Le censure sono manifestamente infondate.

L’ultime due, attinenti a profili processuali sono formulate in violazione del canone di autosufficienza. Deve in particolare sottolinearsi che detto canone non può dirsi rispettato con la riproposizione meccanica dei capitoli di prova testimoniale effettuata da pag. 5 1 a pag. 61 del ricorso.

Le censure contenute nella prima parte del ricorso, attinenti al ridimensionamento del fatto contestato, alla conseguente rivalutazione della proporzionalità della sanzione del licenziamento per giustificato motivo ed alla presunta disparità di trattamento, attengono, con tutta evidenza, al merito della controversia.

La Corte ha fornito su ciascun punto una motivazione adeguata, coerente e completa. Le censure di insufficienza e di contraddittorietà, formulate nel ricorso, sono aspecifiche e non argomentate.

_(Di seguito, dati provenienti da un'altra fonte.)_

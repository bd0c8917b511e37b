//! The wire contract shared between the game engine and the transport layer.
//!
//! Unlike the postcard byte-tag framing this crate used to carry, events here
//! are named and JSON-shaped: `{"event": "<name>", "data": { ... }}`. This
//! mirrors the Socket.IO event surface the engine's protocol was distilled
//! from (`submit_answer`, `answer_correctness`, ...) rather than the binary
//! delta/full-update split used by the client-hosted relay this crate used to
//! serve. The room/broadcast *primitives* that carry these events are still
//! the teacher's (see `engine-core::room`); only the framing changed.

pub mod inbound;
pub mod outbound;
pub mod tunables;
pub mod types;

pub use inbound::InboundEvent;
pub use outbound::OutboundEvent;
pub use types::*;

/// The buffer size for the channel that feeds the dispatcher. Kept from the
/// teacher's `CHANNEL_BUFFER_SIZE` so a burst of slow clients can't stall
/// faster ones before the dispatcher drains its mailbox.
pub const CHANNEL_BUFFER_SIZE: usize = 256;
//! File-backed `QuizStore`/`WordProvider` (spec.md §6). A thin adapter over
//! bundled JSON/text assets, same texture as the teacher's
//! `lobby::reload_config` reading `GameConfig.json` — there is no real
//! database or HTTP service behind this, just files shipped alongside the
//! server binary.

use std::collections::HashMap;
use std::sync::Arc;

use serde::Deserialize;

use game_engine::collaborators::{QuestionDocument, QuizDocument, QuizStore, WordProvider};
use game_engine::error::EngineError;

/// On-disk shape of one question; deserialized once at startup and mapped
/// into the engine's own `QuestionDocument`.
#[derive(Deserialize)]
struct QuestionEntry {
    question_type: protocol::QuestionType,
    category: String,
    length_seconds: u32,
    #[serde(default)]
    options: Vec<String>,
    #[serde(default)]
    correct_index: Option<usize>,
    #[serde(default)]
    open_answer: Option<String>,
    #[serde(default)]
    number_answer: Option<f64>,
    #[serde(default)]
    math_sequences: Vec<(String, f64, u32)>,
    #[serde(default)]
    drawing_words: Vec<String>,
    #[serde(default)]
    city_name: Option<String>,
    #[serde(default)]
    anagram: Option<String>,
    #[serde(default)]
    location: Option<(f64, f64)>,
    #[serde(default)]
    map_type: Option<String>,
    #[serde(default)]
    clues: Vec<String>,
}

impl From<QuestionEntry> for QuestionDocument {
    fn from(entry: QuestionEntry) -> Self {
        QuestionDocument {
            question_type: entry.question_type,
            category: entry.category,
            length_seconds: entry.length_seconds,
            options: entry.options,
            correct_index: entry.correct_index,
            open_answer: entry.open_answer,
            number_answer: entry.number_answer,
            math_sequences: entry.math_sequences,
            drawing_words: entry.drawing_words,
            city_name: entry.city_name,
            anagram: entry.anagram,
            location: entry.location,
            map_type: entry.map_type,
            clues: entry.clues,
        }
    }
}

#[derive(Deserialize)]
struct QuizEntry {
    questions: Vec<QuestionEntry>,
}

/// Reads every `quizzes/*.json` file up front and serves them from memory,
/// the same "load once, reload on demand" shape as the teacher's
/// `AppState::configs`, minus the hot-reload endpoint since a running game
/// can't swap its quiz mid-session anyway.
pub struct FileQuizStore {
    quizzes: HashMap<String, QuizDocument>,
}

impl FileQuizStore {
    /// Loads every `<dir>/<quiz_id>.json` file found under `dir`. Missing or
    /// unparseable files are logged and skipped rather than failing
    /// startup — a broken quiz file shouldn't take the whole server down
    /// before any game has even started.
    pub fn load_dir(dir: &str) -> Self {
        let mut quizzes = HashMap::new();
        let entries = match std::fs::read_dir(dir) {
            Ok(entries) => entries,
            Err(err) => {
                tracing::warn!(?err, dir, "quiz directory unreadable, starting with no quizzes loaded");
                return FileQuizStore { quizzes };
            }
        };

        for entry in entries.flatten() {
            let path = entry.path();
            if path.extension().and_then(|ext| ext.to_str()) != Some("json") {
                continue;
            }
            let Some(quiz_id) = path.file_stem().and_then(|stem| stem.to_str()) else {
                continue;
            };
            match std::fs::read_to_string(&path).and_then(|contents| {
                serde_json::from_str::<QuizEntry>(&contents).map_err(std::io::Error::from)
            }) {
                Ok(entry) => {
                    let questions = entry.questions.into_iter().map(QuestionDocument::from).collect();
                    quizzes.insert(quiz_id.to_string(), QuizDocument { questions });
                }
                Err(err) => tracing::warn!(?err, quiz_id, "failed to load quiz file, skipping"),
            }
        }
        FileQuizStore { quizzes }
    }
}

impl QuizStore for FileQuizStore {
    fn load_quiz(&self, quiz_id: &str) -> Result<QuizDocument, EngineError> {
        self.quizzes.get(quiz_id).cloned().ok_or_else(|| EngineError::NotFound(quiz_id.to_string()))
    }
}

/// Reads a Hunspell-style word list for the word-chain dictionary and the
/// random seed word draw. Falls back to a tiny builtin list rather than an
/// empty one, so a missing asset degrades to "chain starts from a fixed
/// word" instead of panicking.
pub struct FileWordProvider {
    contents: Option<String>,
    seed_words: Vec<String>,
}

const FALLBACK_SEED_WORDS: &[&str] = &["slovo", "kocka", "pes"];

impl FileWordProvider {
    pub fn load(path: &str) -> Self {
        match std::fs::read_to_string(path) {
            Ok(contents) => {
                let seed_words: Vec<String> = contents
                    .lines()
                    .filter_map(|line| {
                        let word = line.trim().split('/').next().unwrap_or("").to_lowercase();
                        (!word.is_empty()).then_some(word)
                    })
                    .collect();
                if seed_words.is_empty() {
                    FileWordProvider { contents: Some(contents), seed_words: fallback_seed_words() }
                } else {
                    FileWordProvider { contents: Some(contents), seed_words }
                }
            }
            Err(err) => {
                tracing::warn!(?err, path, "dictionary asset missing, word-chain will run in permissive mode");
                FileWordProvider { contents: None, seed_words: fallback_seed_words() }
            }
        }
    }
}

fn fallback_seed_words() -> Vec<String> {
    FALLBACK_SEED_WORDS.iter().map(|w| w.to_string()).collect()
}

impl WordProvider for FileWordProvider {
    fn dictionary_contents(&self) -> Option<String> {
        self.contents.clone()
    }

    fn random_seed_word(&self) -> String {
        use rand::seq::SliceRandom;
        let mut rng = rand::thread_rng();
        self.seed_words.choose(&mut rng).cloned().unwrap_or_else(|| "slovo".to_string())
    }
}

pub fn build_collaborators(quizzes_dir: &str, dictionary_path: &str) -> (Arc<dyn QuizStore>, Arc<dyn WordProvider>) {
    (Arc::new(FileQuizStore::load_dir(quizzes_dir)), Arc::new(FileWordProvider::load(dictionary_path)))
}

Quanto dedotto esula pertanto dal giudizio di legittimità e si risolve nella richiesta di una terza, inammissibile, valutazione di merito.

Le osservazioni contenute nella memoria dello S., per quanto diffuse ed analitiche, non superano il rilievo di fondo costituito da fatto che quelle proposte, peraltro in un unico ed indistinto motivo di ricorso, sono questioni attinenti al merito della controversia e quindi, in difetto di specifici vizi di motivazione, che nel caso in esame non si rilevano, esulano dal giudizio di legittimità.

Deve aggiungersi, quanto alla censura relativa alla pretesa disparità di trattamento tra il ricorrente ed altri colleghi che avrebbero posto in essere comportamenti analoghi, che questa Corte è costantemente orientata nel senso della irrilevanza del fatto che inadempienze analoghe commesse da altri dipendenti siano state valutate diversamente dal datore di lavoro. Ciò perchè “solo l’identità delle situazioni potrebbe privare il provvedimento espulsivo delle sua base giustificativa, non potendosi porre a carico del datore di lavoro l’onere di fornire, per ciascun licenziamento, la motivazione del provvedimento adottato, comparata a quelle assunte in fattispecie analoghe” (così la massima di Cass., 8 marzo 2010, n. 5546, cui si rinvia per i precedenti, tutti, tranne uno non condivisibile, orientati in questo senso).

Pertanto il ricorso deve essere rigettato.

Nulla sulle spese, data la tardi vita del controricorso, notificato oltre i termini (ricorso notificato il 22 ottobre 2009, controricorso notificato il 9 dicembre 2009).

P.Q.M.

La Corte rigetta il ricorso. Nulla sulle spese.

Così deciso in Roma, il 9 novembre 2010.